EXERCISE DETAILS
Go through the records and show each line where the word "label" occurs.

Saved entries
//! Fixed encoding tables.
//!
//! The simple-instruction table is sorted by mnemonic and searched with
//! a binary search over the lowercased name. The 24-bit pair-load rows
//! are irregular on the eZ80 and must come from a table, not a formula.

/// Prefix byte for ED-page opcodes.
pub(crate) const PREFIX_ED: u8 = 0xed;

/// Prefix byte selecting IX.
pub(crate) const PREFIX_IX: u8 = 0xdd;

/// Prefix byte selecting IY.
pub(crate) const PREFIX_IY: u8 = 0xfd;

/// Prefix byte for CB-page (bit/shift) opcodes.
pub(crate) const PREFIX_CB: u8 = 0xcb;

/// Suffix byte of the `.s` (short mode) instruction variants.
pub(crate) const SUFFIX_SIS: u8 = 0x40;

/// Suffix byte of the `.lil` (long mode) instruction variants.
pub(crate) const SUFFIX_LIL: u8 = 0x5b;

/// No-operand instructions: `(mnemonic, prefix, opcode)`, prefix 0 means
/// none. Sorted by mnemonic.
pub(crate) const SIMPLE: &[(&str, u8, u8)] = &[
    ("ccf", 0, 0x3f),
    ("cpd", PREFIX_ED, 0xa9),
    ("cpdr", PREFIX_ED, 0xb9),
    ("cpi", PREFIX_ED, 0xa1),
    ("cpir", PREFIX_ED, 0xb1),
    ("cpl", 0, 0x2f),
    ("daa", 0, 0x27),
    ("di", 0, 0xf3),
    ("ei", 0, 0xfb),
    ("exx", 0, 0xd9),
    ("halt", 0, 0x76),
    ("ind", PREFIX_ED, 0xaa),
    ("ind2", PREFIX_ED, 0x8c),
    ("ind2r", PREFIX_ED, 0x9c),
    ("indm", PREFIX_ED, 0x8a),
    ("indmr", PREFIX_ED, 0x9a),
    ("indr", PREFIX_ED, 0xba),
    ("ini", PREFIX_ED, 0xa2),
    ("ini2", PREFIX_ED, 0x84),
    ("ini2r", PREFIX_ED, 0x94),
    ("inim", PREFIX_ED, 0x82),
    ("inimr", PREFIX_ED, 0x92),
    ("inir", PREFIX_ED, 0xb2),
    ("ldd", PREFIX_ED, 0xa8),
    ("lddr", PREFIX_ED, 0xb8),
    ("ldi", PREFIX_ED, 0xa0),
    ("ldir", PREFIX_ED, 0xb0),
    ("neg", PREFIX_ED, 0x44),
    ("nop", 0, 0x00),
    ("otd2r", PREFIX_ED, 0xbc),
    ("otdm", PREFIX_ED, 0x8b),
    ("otdmr", PREFIX_ED, 0x9b),
    ("otdr", PREFIX_ED, 0xbb),
    ("oti2r", PREFIX_ED, 0xb4),
    ("otim", PREFIX_ED, 0x83),
    ("otimr", PREFIX_ED, 0x93),
    ("otir", PREFIX_ED, 0xb3),
    ("outd", PREFIX_ED, 0xab),
    ("outd2", PREFIX_ED, 0xac),
    ("outi", PREFIX_ED, 0xa3),
    ("outi2", PREFIX_ED, 0xa4),
    ("reti", PREFIX_ED, 0x4d),
    ("retn", PREFIX_ED, 0x45),
    ("rla", 0, 0x17),
    ("rlca", 0, 0x07),
    ("rld", PREFIX_ED, 0x6f),
    ("rra", 0, 0x1f),
    ("rrca", 0, 0x0f),
    ("rrd", PREFIX_ED, 0x67),
    ("rsmix", PREFIX_ED, 0x7e),
    ("scf", 0, 0x37),
    ("slp", PREFIX_ED, 0x76),
    ("stmix", PREFIX_ED, 0x7d),
];

/// One row of the 24-bit register-pair load tables.
#[derive(Debug, Clone, Copy)]
pub(crate) struct PairLoad {
    /// Opcode loading the pair from memory.
    pub load: u8,
    /// Opcode storing the pair to memory.
    pub store: u8,
}

/// Pair loads through `(HL)`, ED-prefixed. Rows: BC, DE, HL, IX, IY.
pub(crate) const PAIR_VIA_HL: [PairLoad; 5] = [
    PairLoad { load: 0x07, store: 0x0f },
    PairLoad { load: 0x17, store: 0x1f },
    PairLoad { load: 0x27, store: 0x2f },
    PairLoad { load: 0x37, store: 0x3f },
    PairLoad { load: 0x31, store: 0x3e },
];

/// Pair loads through `(IX+d)`, DD-prefixed. Rows: BC, DE, HL, IX, IY.
pub(crate) const PAIR_VIA_IX: [PairLoad; 5] = [
    PairLoad { load: 0x07, store: 0x0f },
    PairLoad { load: 0x17, store: 0x1f },
    PairLoad { load: 0x27, store: 0x2f },
    PairLoad { load: 0x37, store: 0x3e },
    PairLoad { load: 0x31, store: 0x3d },
];

/// Pair loads through `(IY+d)`, FD-prefixed. Rows: BC, DE, HL, IX, IY.
pub(crate) const PAIR_VIA_IY: [PairLoad; 5] = [
    PairLoad { load: 0x07, store: 0x0f },
    PairLoad { load: 0x17, store: 0x1f },
    PairLoad { load: 0x27, store: 0x2f },
    PairLoad { load: 0x31, store: 0x3d },
    PairLoad { load: 0x37, store: 0x3e },
];

/// `LEA rr, IX+d` opcodes (ED page). Rows: BC, DE, HL, IX, IY.
pub(crate) const LEA_FROM_IX: [u8; 5] = [0x02, 0x12, 0x22, 0x32, 0x55];

/// `LEA rr, IY+d` opcodes (ED page). Rows: BC, DE, HL, IX, IY.
pub(crate) const LEA_FROM_IY: [u8; 5] = [0x03, 0x13, 0x23, 0x54, 0x33];

/// `LD` pairs with one fixed encoding: `(dest, src, prefix, opcode)`,
/// prefix 0 means none.
pub(crate) const LD_SPECIAL: &[(crate::operand::Reg, crate::operand::Reg, u8, u8)] = {
    use crate::operand::Reg::*;

    &[
        (Sp, Hl, 0, 0xf9),
        (Sp, Ix, PREFIX_IX, 0xf9),
        (Sp, Iy, PREFIX_IY, 0xf9),
        (I, A, PREFIX_ED, 0x47),
        (R, A, PREFIX_ED, 0x4f),
        (A, I, PREFIX_ED, 0x57),
        (A, R, PREFIX_ED, 0x5f),
        (A, Mb, PREFIX_ED, 0x6e),
        (Mb, A, PREFIX_ED, 0x6d),
    ]
};

#[cfg(test)]
mod tests {
    use super::*;

    #[test]
    fn test_simple_table_is_sorted() {
        for pair in SIMPLE.windows(2) {
            assert!(pair[0].0 < pair[1].0, "{} must sort before {}", pair[0].0, pair[1].0);
        }
    }

    #[test]
    fn test_simple_lookup() {
        let find = |name: &str| {
            SIMPLE
                .binary_search_by_key(&name, |&(mnemonic, _, _)| mnemonic)
                .ok()
                .map(|index| (SIMPLE[index].1, SIMPLE[index].2))
        };

        assert_eq!(find("nop"), Some((0, 0x00)));
        assert_eq!(find("ldir"), Some((PREFIX_ED, 0xb0)));
        assert_eq!(find("halt"), Some((0, 0x76)));
        assert_eq!(find("ld"), None);
    }
}
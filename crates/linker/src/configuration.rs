use std::path::PathBuf;

use crate::Linker;

/// Everything the command line decides.
#[derive(Debug)]
pub struct Configuration {
    /// Object files, in command-line order.
    pub input_files: Vec<PathBuf>,
    /// Library names given with `-l`, in command-line order.
    pub libraries: Vec<String>,
    /// Directories given with `-L`, searched for `lib<NAME>.a`.
    pub library_paths: Vec<PathBuf>,
    /// Where the image goes.
    pub output_file: PathBuf,
    /// Base address of the image.
    pub base_address: u32,
    /// Optional map-file path.
    pub map_file: Option<PathBuf>,
    /// Chatter about loaded objects on standard error.
    pub verbose: bool,
}

impl Configuration {
    /// A configuration with the conventional defaults: `a.out`, base 0.
    pub fn new(input_files: Vec<PathBuf>) -> Self {
        Self {
            input_files,
            libraries: Vec::new(),
            library_paths: Vec::new(),
            output_file: PathBuf::from("a.out"),
            base_address: 0,
            map_file: None,
            verbose: false,
        }
    }

    /// Hand the configuration to a linker.
    pub fn linker(self) -> Linker {
        Linker::with_configuration(self)
    }
}
//! `braze-errors` provides the shared diagnostic plumbing of the
//! toolchain.
//!
//! Both tools keep going after a recoverable error so that one run
//! reports as many problems as possible; the [`Reporter`] carries the
//! error and warning counters that decide the process exit code. Fatal
//! errors still travel as `Result`s, for which [`Result`] (re-exported
//! from `miette`) is the right top-level type.

#![deny(unused)]
#![deny(warnings)]
#![deny(missing_docs)]
#![deny(clippy::all)]
#![deny(rustdoc::broken_intra_doc_links)]
#![deny(rustdoc::private_intra_doc_links)]
#![deny(rustdoc::missing_crate_level_docs)]
#![deny(rustdoc::invalid_codeblock_attributes)]
#![deny(rustdoc::invalid_rust_codeblocks)]

use std::fmt::Display;

pub use miette::Result;

/// Severity of a reported diagnostic.
#[derive(Debug, Clone, Copy, PartialEq, Eq)]
pub enum Severity {
    /// Counts toward the failure exit code.
    Error,
    /// Reported but never fails the run.
    Warning,
}

impl Severity {
    fn label(self) -> &'static str {
        match self {
            Self::Error => "error",
            Self::Warning => "warning",
        }
    }
}

/// Collects diagnostics on standard error and counts them.
///
/// Source-anchored messages are printed as `FILE:LINE: error|warning: MSG`;
/// tool-level messages drop the location prefix.
#[derive(Debug, Default)]
pub struct Reporter {
    errors: usize,
    warnings: usize,
}

impl Reporter {
    /// Create a reporter with zeroed counters.
    pub fn new() -> Self {
        Self::default()
    }

    /// Report a diagnostic anchored at `file:line`.
    pub fn diagnose(&mut self, severity: Severity, file: &str, line: u32, message: impl Display) {
        self.count(severity);
        eprintln!("{file}:{line}: {}: {message}", severity.label());
    }

    /// Report a diagnostic with no source location.
    pub fn message(&mut self, severity: Severity, message: impl Display) {
        self.count(severity);
        eprintln!("{}: {message}", severity.label());
    }

    /// Bump a counter without printing. Used when a condition was already
    /// reported by an earlier pass.
    pub fn count(&mut self, severity: Severity) {
        match severity {
            Severity::Error => self.errors += 1,
            Severity::Warning => self.warnings += 1,
        }
    }

    /// Number of errors reported so far.
    pub fn error_count(&self) -> usize {
        self.errors
    }

    /// Number of warnings reported so far.
    pub fn warning_count(&self) -> usize {
        self.warnings
    }

    /// Whether any error has been reported.
    pub fn has_errors(&self) -> bool {
        self.errors > 0
    }
}

#[cfg(test)]
mod tests {
    use super::*;

    #[test]
    fn test_counters() {
        let mut reporter = Reporter::new();

        assert!(!reporter.has_errors());

        reporter.count(Severity::Warning);
        assert!(!reporter.has_errors());
        assert_eq!(reporter.warning_count(), 1);

        reporter.count(Severity::Error);
        reporter.count(Severity::Error);
        assert!(reporter.has_errors());
        assert_eq!(reporter.error_count(), 2);
    }
}
//! The link driver: load, resolve, lay out, patch, write.

use std::{fs, path::PathBuf};

use braze_errors::Reporter;
use braze_object::ez8o::{LibraryError, Section};
use bstr::BStr;
use miette::Diagnostic;
use thiserror::Error as ThisError;

use crate::{
    configuration::Configuration,
    loader::{self, InputObject},
    map, relocate,
    symbols::GlobalSymbols,
};

/// Fatal linking errors. Resolution-phase problems (unresolved
/// externals, bad patch targets) are collected instead, so one run
/// reports them all; [`Error::ErrorsReported`] then carries the count.
#[derive(Debug, Diagnostic, ThisError)]
pub enum Error {
    /// The command line named no objects at all.
    #[error("I'm happy to link objects, but no objects were given")]
    #[diagnostic(help("add input object files: `braze-ld <objects…>`"))]
    NoInputFile,

    /// An input file that would not open.
    #[error("cannot open `{path}`: {source}")]
    CannotOpen {
        /// The path that failed.
        path: String,
        /// The underlying I/O error.
        #[source]
        source: std::io::Error,
    },

    /// A file that does not parse as an `EZ8O` object.
    #[error("`{path}` is not a valid EZ8O object")]
    #[diagnostic(help("was this file produced by `braze-as`?"))]
    InvalidObject {
        /// The offending file or library member.
        path: String,
    },

    /// A library whose member walk broke down.
    #[error("invalid library `{path}`: {source}")]
    InvalidLibrary {
        /// The library file.
        path: String,
        /// What the member walk tripped over.
        #[source]
        source: LibraryError,
    },

    /// A `-l` name that resolved to nothing.
    #[error("cannot find library `{0}`")]
    #[diagnostic(help(
        "libraries are looked up as `lib<NAME>.a` in every `-L` directory, then as a literal path"
    ))]
    MissingLibrary(String),

    /// Two objects exporting the same name.
    #[error("duplicate global symbol `{name}` (while loading {object})")]
    DuplicateSymbol {
        /// The contested name.
        name: String,
        /// The object whose load surfaced the clash.
        object: String,
    },

    /// The output or map file would not write.
    #[error("cannot write `{path}`: {source}")]
    CannotWrite {
        /// The path that failed.
        path: String,
        /// The underlying I/O error.
        #[source]
        source: std::io::Error,
    },

    /// Resolution-phase errors were collected; nothing was written.
    #[error("linking failed with {0} error(s)")]
    ErrorsReported(usize),
}

/// The linker context.
#[derive(Debug)]
pub struct Linker {
    configuration: Configuration,
}

/// Section totals, fixed after layout.
#[derive(Debug, Clone, Copy)]
pub(crate) struct Layout {
    pub total_code: u32,
    pub total_data: u32,
    pub total_bss: u32,
}

impl Linker {
    pub(crate) fn with_configuration(configuration: Configuration) -> Self {
        Self { configuration }
    }

    /// Run the whole link. The output file is only written when every
    /// phase finished without an error.
    pub fn link(self) -> Result<(), Error> {
        let configuration = self.configuration;

        if configuration.input_files.is_empty() {
            return Err(Error::NoInputFile);
        }

        let mut objects = Vec::new();
        let mut globals = GlobalSymbols::new();

        for path in &configuration.input_files {
            if configuration.verbose {
                eprintln!("loading {}", path.display());
            }

            loader::load_file(path, &mut objects, &mut globals)?;
        }

        let mut libraries = Vec::new();

        for name in &configuration.libraries {
            let path = resolve_library(name, &configuration.library_paths)?;
            libraries.push(loader::open_library(path)?);
        }

        loader::selective_load(
            &mut objects,
            &mut globals,
            &mut libraries,
            configuration.verbose,
        )?;

        let layout = assign_bases(&mut objects, &mut globals, configuration.base_address)?;

        let mut reporter = Reporter::new();
        let image = relocate::relocate(
            &objects,
            &libraries,
            &globals,
            layout,
            configuration.base_address,
            &mut reporter,
        )?;

        if reporter.has_errors() {
            return Err(Error::ErrorsReported(reporter.error_count()));
        }

        fs::write(&configuration.output_file, &image).map_err(|source| Error::CannotWrite {
            path: configuration.output_file.display().to_string(),
            source,
        })?;

        if let Some(map_path) = &configuration.map_file {
            map::write_map(map_path, configuration.base_address, layout, &objects, &globals)
                .map_err(|source| Error::CannotWrite {
                    path: map_path.display().to_string(),
                    source,
                })?;
        }

        if configuration.verbose {
            eprintln!(
                "wrote {} bytes to {}",
                image.len(),
                configuration.output_file.display()
            );
        }

        Ok(())
    }
}

/// `-lNAME` resolution: `lib<NAME>.a` under each `-L` directory, then
/// the literal name.
fn resolve_library(name: &str, directories: &[PathBuf]) -> Result<PathBuf, Error> {
    for directory in directories {
        let candidate = directory.join(format!("lib{name}.a"));

        if candidate.exists() {
            return Ok(candidate);
        }
    }

    let literal = PathBuf::from(name);

    if literal.exists() {
        return Ok(literal);
    }

    Err(Error::MissingLibrary(name.to_owned()))
}

/// Assign section bases in object order — all code first, then all
/// data, then all BSS — make the global symbols absolute, and inject
/// the linker-defined symbols.
fn assign_bases(
    objects: &mut [InputObject],
    globals: &mut GlobalSymbols,
    base: u32,
) -> Result<Layout, Error> {
    let mut address = base;

    for object in objects.iter_mut() {
        object.code_base = address;
        address = address.wrapping_add(object.code_size);
    }
    let total_code = address - base;

    for object in objects.iter_mut() {
        object.data_base = address;
        address = address.wrapping_add(object.data_size);
    }
    let total_data = address - base - total_code;

    for object in objects.iter_mut() {
        object.bss_base = address;
        address = address.wrapping_add(object.bss_size);
    }
    let total_bss = address - base - total_code - total_data;

    for symbol in globals.iter_mut() {
        if let Some(index) = symbol.object {
            let object = &objects[index];
            let section_base = match symbol.section {
                Section::Code => object.code_base,
                Section::Data => object.data_base,
                Section::Bss => object.bss_base,
                Section::Absolute => 0,
            };

            symbol.value = symbol.value.wrapping_add(section_base) & 0xff_ffff;
        }
    }

    let layout = Layout { total_code, total_data, total_bss };

    for (name, value) in [
        ("__low_code", base),
        ("__len_code", total_code),
        ("__low_data", base + total_code),
        ("__len_data", total_data),
        ("__low_bss", base + total_code + total_data),
        ("__len_bss", total_bss),
    ] {
        globals.insert(BStr::new(name), Section::Absolute, value & 0xff_ffff, None, "(linker)")?;
    }

    Ok(layout)
}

ANSWER BELOW
    fn label(self) -> &'static str {
        eprintln!("{file}:{line}: {}: {message}", severity.label());
        eprintln!("{}: {message}", severity.label());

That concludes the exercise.